**Problem details**
Scan the data below and state the number of lines that include the word "Some", adding no comment.

----- Source material

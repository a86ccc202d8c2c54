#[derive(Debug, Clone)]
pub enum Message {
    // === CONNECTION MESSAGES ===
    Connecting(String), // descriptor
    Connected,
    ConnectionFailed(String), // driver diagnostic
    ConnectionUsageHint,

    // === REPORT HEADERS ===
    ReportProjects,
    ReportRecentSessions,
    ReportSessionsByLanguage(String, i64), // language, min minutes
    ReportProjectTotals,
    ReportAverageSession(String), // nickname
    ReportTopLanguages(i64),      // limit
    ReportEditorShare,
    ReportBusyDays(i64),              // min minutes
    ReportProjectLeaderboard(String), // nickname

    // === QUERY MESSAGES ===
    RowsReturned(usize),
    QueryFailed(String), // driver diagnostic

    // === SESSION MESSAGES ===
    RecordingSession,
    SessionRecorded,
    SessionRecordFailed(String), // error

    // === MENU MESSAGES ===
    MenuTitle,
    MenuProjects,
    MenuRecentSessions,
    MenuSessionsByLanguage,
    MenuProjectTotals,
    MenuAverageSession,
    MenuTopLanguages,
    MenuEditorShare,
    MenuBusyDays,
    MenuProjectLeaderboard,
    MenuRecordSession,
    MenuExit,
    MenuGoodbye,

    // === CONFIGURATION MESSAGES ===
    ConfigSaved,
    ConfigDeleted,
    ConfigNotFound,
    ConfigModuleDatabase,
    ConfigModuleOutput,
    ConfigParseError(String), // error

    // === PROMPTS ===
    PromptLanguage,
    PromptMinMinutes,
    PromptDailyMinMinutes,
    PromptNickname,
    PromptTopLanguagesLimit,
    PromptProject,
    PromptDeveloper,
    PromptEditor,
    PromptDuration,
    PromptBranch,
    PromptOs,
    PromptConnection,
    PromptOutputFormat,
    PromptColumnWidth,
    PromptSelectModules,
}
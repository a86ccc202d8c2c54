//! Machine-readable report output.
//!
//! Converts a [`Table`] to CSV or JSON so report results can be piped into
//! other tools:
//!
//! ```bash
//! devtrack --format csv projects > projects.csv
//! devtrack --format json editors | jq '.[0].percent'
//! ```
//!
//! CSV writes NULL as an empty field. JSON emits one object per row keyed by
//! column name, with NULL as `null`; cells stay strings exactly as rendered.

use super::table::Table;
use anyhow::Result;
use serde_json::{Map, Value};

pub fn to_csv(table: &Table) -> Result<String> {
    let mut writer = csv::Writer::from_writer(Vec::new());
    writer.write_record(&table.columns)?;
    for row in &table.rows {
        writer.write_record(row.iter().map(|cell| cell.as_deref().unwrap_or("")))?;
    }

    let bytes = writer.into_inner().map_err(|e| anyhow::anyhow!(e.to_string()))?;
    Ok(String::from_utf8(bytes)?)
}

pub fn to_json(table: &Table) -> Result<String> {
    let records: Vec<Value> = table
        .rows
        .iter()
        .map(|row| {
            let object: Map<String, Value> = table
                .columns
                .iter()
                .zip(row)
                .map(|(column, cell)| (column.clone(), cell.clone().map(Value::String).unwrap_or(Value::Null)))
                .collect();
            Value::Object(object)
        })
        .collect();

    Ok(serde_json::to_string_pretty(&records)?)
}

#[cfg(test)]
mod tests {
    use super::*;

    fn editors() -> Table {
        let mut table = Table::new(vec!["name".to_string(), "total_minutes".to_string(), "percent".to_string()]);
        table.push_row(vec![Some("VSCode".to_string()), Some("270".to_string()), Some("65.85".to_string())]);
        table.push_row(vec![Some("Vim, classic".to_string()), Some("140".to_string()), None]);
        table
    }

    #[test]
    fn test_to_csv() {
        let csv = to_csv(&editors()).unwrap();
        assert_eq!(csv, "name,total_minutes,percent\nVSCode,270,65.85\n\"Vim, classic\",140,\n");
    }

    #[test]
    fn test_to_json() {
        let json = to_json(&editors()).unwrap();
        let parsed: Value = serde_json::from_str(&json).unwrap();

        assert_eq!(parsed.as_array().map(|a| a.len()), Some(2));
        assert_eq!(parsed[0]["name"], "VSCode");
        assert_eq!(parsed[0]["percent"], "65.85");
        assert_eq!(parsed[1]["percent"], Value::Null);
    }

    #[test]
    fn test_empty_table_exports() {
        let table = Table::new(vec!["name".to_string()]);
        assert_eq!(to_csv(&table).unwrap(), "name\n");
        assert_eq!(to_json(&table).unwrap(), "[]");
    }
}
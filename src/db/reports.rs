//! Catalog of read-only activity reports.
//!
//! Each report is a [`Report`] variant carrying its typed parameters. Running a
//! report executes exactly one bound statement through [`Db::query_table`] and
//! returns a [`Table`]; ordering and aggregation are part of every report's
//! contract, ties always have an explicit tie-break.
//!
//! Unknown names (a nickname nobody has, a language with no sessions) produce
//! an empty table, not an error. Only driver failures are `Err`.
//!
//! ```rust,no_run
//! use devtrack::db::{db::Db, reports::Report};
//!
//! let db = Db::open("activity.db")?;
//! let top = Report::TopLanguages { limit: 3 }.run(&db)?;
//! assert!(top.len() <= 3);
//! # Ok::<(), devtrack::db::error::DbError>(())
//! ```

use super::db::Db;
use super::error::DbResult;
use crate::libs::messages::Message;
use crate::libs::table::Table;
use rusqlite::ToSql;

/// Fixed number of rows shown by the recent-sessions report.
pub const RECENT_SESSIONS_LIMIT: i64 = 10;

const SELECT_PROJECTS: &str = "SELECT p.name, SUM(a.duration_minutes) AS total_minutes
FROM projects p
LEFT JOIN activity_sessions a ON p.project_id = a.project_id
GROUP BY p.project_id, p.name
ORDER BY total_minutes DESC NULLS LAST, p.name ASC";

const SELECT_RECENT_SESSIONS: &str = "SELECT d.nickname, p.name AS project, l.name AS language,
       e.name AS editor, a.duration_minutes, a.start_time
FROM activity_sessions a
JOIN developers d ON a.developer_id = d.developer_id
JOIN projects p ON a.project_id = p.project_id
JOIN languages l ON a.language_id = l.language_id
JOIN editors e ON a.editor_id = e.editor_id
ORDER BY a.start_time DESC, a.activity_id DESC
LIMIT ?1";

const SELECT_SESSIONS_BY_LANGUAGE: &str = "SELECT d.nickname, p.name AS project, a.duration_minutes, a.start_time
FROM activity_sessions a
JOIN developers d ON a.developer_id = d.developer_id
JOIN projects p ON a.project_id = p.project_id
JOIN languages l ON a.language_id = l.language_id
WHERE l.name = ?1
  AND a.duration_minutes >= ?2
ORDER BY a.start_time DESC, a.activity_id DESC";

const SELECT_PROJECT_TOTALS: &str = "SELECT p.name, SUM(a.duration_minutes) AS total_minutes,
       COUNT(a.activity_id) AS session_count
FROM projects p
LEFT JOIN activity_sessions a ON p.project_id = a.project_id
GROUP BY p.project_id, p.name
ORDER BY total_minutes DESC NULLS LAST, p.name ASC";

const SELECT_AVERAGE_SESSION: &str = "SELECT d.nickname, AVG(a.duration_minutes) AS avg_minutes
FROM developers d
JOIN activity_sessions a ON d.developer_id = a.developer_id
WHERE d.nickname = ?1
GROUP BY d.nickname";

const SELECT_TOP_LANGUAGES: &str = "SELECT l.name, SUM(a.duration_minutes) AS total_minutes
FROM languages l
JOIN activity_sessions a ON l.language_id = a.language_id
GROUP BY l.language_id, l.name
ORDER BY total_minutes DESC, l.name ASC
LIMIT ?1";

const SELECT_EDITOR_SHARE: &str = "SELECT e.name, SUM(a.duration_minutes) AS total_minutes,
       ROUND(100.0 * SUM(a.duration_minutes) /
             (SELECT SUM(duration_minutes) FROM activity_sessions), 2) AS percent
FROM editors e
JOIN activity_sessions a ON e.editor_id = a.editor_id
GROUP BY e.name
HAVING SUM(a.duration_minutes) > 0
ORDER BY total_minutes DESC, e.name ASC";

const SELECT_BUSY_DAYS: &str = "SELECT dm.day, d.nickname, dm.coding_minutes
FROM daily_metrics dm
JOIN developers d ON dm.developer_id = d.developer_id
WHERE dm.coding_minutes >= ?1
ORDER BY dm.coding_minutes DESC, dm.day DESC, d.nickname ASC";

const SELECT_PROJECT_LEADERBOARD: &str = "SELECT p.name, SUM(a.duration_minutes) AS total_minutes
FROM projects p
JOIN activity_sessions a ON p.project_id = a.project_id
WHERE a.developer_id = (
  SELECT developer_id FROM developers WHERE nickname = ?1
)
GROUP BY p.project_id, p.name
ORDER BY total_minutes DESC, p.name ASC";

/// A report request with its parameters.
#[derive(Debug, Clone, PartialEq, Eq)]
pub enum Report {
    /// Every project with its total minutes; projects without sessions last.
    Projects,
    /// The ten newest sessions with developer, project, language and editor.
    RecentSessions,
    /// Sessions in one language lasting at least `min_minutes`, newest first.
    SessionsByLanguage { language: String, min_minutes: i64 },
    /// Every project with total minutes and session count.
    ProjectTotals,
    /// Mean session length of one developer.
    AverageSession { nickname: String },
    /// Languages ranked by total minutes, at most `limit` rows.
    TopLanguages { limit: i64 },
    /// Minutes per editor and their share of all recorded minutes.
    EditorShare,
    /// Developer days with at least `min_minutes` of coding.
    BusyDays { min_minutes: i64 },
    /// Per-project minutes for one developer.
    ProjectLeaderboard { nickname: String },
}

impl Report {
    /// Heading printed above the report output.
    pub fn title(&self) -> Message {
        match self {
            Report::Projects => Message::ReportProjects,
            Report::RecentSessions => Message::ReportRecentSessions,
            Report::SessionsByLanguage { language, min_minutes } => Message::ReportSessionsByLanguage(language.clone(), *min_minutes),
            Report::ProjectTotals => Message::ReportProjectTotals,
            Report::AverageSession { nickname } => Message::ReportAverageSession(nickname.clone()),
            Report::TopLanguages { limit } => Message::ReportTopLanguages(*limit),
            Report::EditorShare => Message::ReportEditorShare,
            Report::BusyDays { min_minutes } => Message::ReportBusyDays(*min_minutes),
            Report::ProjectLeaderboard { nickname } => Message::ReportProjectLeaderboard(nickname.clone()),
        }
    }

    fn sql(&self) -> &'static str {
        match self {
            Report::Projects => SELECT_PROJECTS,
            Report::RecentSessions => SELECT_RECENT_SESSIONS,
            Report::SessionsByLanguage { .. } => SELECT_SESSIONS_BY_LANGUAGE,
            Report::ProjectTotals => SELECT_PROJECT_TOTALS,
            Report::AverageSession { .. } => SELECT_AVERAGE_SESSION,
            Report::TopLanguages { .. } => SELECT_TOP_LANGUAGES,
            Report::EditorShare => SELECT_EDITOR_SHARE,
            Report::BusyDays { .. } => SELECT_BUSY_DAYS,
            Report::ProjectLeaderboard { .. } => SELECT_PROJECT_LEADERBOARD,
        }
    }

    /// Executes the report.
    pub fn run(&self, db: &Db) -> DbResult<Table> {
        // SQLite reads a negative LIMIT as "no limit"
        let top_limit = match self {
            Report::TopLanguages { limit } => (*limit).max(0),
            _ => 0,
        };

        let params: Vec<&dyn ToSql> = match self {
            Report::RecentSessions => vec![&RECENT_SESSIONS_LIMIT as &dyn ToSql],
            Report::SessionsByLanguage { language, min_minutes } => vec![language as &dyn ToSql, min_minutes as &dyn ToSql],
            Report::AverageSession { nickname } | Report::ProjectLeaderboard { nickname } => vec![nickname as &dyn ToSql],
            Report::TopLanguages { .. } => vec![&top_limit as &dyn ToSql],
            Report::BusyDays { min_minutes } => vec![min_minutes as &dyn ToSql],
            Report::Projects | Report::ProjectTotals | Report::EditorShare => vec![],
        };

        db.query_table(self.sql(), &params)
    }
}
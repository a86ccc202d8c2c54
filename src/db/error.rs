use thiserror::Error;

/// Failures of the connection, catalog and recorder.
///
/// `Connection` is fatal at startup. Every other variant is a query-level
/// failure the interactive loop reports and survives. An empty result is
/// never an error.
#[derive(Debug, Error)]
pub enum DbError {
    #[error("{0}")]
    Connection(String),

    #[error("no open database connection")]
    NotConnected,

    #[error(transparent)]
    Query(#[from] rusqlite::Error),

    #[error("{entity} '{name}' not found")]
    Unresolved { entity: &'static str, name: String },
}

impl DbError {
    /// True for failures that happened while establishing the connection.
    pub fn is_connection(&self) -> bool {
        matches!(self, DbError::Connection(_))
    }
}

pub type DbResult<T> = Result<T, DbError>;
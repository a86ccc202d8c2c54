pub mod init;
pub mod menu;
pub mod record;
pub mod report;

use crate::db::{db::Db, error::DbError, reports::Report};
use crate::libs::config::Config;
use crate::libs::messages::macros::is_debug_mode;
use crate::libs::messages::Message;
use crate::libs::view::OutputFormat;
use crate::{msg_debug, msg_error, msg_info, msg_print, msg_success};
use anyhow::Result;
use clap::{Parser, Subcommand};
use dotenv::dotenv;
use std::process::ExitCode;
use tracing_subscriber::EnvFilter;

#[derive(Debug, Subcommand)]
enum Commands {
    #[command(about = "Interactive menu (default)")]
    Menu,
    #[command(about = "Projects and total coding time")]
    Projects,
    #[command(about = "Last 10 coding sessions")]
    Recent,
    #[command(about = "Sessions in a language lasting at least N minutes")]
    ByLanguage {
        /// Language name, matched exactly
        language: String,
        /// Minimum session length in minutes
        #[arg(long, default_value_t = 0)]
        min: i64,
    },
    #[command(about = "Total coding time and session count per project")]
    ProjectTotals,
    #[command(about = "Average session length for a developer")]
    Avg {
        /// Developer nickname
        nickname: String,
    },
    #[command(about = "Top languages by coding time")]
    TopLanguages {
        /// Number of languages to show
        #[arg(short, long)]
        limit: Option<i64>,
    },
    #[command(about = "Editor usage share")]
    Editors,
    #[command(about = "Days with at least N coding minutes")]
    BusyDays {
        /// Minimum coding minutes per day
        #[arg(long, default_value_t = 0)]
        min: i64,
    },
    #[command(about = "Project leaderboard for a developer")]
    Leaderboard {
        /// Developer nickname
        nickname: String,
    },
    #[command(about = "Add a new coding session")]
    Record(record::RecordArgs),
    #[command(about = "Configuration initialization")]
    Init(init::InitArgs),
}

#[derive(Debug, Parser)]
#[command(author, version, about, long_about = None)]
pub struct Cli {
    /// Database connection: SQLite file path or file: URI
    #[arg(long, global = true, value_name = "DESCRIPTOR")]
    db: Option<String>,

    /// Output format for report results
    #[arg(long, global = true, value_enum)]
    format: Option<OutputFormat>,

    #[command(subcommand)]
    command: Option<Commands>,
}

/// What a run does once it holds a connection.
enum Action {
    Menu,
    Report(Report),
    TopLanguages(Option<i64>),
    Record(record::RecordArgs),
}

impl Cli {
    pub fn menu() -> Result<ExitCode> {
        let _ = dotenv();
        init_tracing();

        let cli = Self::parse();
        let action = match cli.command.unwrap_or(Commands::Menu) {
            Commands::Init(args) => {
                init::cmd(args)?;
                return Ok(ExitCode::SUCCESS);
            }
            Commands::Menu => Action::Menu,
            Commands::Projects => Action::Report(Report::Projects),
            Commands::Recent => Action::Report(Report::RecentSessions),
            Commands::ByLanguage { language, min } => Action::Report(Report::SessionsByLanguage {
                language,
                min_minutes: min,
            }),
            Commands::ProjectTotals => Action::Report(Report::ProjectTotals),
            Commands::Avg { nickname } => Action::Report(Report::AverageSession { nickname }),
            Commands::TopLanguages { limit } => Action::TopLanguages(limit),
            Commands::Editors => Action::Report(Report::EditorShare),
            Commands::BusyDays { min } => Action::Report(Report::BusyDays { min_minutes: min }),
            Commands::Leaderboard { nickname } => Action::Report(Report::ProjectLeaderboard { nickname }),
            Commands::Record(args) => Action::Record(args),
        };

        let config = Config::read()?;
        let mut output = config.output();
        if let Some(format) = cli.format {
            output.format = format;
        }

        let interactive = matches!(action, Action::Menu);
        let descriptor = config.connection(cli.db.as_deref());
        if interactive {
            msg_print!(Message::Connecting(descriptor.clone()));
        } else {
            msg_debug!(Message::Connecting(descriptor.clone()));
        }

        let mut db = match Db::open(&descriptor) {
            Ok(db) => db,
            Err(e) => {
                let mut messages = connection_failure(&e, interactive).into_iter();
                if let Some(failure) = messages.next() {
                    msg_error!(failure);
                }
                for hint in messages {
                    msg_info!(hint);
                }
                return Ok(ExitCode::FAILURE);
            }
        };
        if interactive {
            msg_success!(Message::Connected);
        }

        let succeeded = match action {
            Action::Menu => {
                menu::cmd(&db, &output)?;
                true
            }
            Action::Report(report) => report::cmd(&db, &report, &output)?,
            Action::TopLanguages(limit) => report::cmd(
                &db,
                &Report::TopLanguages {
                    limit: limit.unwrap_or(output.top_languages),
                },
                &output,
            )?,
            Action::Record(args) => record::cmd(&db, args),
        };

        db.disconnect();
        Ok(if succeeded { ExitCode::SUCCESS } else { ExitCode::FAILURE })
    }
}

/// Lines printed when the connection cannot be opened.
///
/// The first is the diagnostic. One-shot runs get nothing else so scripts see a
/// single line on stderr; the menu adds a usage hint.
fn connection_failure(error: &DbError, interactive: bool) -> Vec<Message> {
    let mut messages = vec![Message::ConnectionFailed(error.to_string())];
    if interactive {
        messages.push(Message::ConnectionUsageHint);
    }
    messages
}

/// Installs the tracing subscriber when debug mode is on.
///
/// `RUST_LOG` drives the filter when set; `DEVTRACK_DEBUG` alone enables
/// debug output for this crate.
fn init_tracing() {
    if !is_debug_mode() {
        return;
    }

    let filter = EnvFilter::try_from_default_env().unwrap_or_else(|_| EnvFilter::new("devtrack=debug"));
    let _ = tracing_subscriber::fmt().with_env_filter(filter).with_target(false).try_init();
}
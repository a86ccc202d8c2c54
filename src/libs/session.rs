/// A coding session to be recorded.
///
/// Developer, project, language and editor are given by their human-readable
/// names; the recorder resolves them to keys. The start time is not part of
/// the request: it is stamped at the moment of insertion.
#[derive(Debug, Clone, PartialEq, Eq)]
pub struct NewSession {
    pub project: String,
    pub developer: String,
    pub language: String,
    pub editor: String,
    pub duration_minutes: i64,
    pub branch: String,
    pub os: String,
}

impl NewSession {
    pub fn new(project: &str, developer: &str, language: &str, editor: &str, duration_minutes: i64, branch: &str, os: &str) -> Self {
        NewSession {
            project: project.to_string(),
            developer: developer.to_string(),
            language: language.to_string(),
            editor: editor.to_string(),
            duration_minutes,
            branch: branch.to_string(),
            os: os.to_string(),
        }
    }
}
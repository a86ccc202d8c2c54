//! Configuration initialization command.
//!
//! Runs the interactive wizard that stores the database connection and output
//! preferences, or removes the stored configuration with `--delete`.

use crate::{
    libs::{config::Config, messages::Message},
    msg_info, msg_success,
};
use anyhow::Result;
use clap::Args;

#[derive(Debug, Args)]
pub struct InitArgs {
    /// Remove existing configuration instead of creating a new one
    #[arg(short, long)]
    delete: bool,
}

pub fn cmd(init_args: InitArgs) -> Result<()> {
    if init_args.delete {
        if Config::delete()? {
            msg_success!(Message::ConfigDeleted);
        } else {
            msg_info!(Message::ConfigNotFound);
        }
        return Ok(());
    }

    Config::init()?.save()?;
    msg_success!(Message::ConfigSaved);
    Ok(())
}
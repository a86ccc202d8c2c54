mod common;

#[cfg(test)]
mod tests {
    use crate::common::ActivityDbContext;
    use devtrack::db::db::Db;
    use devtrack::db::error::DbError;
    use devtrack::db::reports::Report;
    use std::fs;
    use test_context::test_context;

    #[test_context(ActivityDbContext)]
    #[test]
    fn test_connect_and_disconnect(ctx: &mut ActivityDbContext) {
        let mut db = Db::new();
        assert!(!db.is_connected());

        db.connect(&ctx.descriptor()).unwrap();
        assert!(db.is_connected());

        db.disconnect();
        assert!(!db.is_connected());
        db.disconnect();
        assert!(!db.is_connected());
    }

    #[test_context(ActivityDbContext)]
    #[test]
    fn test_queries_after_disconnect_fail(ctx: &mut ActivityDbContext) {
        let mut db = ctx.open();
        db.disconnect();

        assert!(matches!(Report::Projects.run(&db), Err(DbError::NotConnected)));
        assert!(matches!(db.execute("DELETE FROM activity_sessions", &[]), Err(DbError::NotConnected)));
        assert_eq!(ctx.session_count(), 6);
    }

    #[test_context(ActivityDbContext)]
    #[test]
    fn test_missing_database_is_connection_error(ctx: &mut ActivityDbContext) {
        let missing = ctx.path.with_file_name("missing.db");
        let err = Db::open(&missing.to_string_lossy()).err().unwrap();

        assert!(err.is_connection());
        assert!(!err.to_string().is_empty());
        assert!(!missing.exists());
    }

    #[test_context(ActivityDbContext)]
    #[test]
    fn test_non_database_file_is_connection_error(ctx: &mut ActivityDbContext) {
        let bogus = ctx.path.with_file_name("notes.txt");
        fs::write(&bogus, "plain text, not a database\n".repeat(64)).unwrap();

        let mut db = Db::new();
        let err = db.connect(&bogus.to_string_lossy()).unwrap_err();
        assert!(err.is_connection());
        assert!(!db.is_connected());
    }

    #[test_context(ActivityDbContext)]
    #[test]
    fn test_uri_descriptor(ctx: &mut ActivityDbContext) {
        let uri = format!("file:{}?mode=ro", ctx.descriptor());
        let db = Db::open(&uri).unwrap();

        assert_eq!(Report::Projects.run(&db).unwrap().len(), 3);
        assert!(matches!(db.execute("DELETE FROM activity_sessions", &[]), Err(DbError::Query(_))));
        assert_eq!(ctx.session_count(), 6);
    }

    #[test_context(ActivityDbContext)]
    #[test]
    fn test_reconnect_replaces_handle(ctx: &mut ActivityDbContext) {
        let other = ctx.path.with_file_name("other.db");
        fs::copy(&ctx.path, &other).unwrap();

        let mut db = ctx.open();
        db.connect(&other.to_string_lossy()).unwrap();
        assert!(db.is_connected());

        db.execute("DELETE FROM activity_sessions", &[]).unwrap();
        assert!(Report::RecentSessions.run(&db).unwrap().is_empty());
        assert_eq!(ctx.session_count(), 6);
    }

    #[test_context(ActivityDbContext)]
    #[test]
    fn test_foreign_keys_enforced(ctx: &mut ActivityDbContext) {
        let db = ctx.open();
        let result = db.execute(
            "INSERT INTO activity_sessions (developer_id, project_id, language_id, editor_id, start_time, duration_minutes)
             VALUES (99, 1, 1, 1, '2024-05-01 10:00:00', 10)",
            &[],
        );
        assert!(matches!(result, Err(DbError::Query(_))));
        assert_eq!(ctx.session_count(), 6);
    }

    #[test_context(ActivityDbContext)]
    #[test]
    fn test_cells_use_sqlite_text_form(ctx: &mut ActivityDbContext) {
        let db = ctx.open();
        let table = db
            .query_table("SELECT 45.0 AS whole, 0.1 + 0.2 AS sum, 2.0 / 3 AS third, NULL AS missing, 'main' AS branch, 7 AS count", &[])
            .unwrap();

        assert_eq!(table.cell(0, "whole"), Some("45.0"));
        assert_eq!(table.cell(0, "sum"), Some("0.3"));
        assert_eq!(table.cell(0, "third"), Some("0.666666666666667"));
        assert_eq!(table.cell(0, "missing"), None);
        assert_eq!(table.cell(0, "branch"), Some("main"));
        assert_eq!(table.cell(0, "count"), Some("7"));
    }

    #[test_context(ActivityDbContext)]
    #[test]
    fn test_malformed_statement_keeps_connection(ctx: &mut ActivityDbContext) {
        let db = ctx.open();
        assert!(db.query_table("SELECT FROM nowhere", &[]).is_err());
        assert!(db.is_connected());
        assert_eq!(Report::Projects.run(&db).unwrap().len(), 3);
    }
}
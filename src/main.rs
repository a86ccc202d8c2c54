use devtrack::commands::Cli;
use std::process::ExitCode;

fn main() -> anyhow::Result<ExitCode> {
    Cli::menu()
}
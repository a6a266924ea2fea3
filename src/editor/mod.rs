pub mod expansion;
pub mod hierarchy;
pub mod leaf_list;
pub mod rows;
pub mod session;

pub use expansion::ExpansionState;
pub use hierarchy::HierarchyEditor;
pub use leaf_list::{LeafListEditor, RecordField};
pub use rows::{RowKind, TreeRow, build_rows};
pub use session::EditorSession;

----------

**Response for this exercise**
10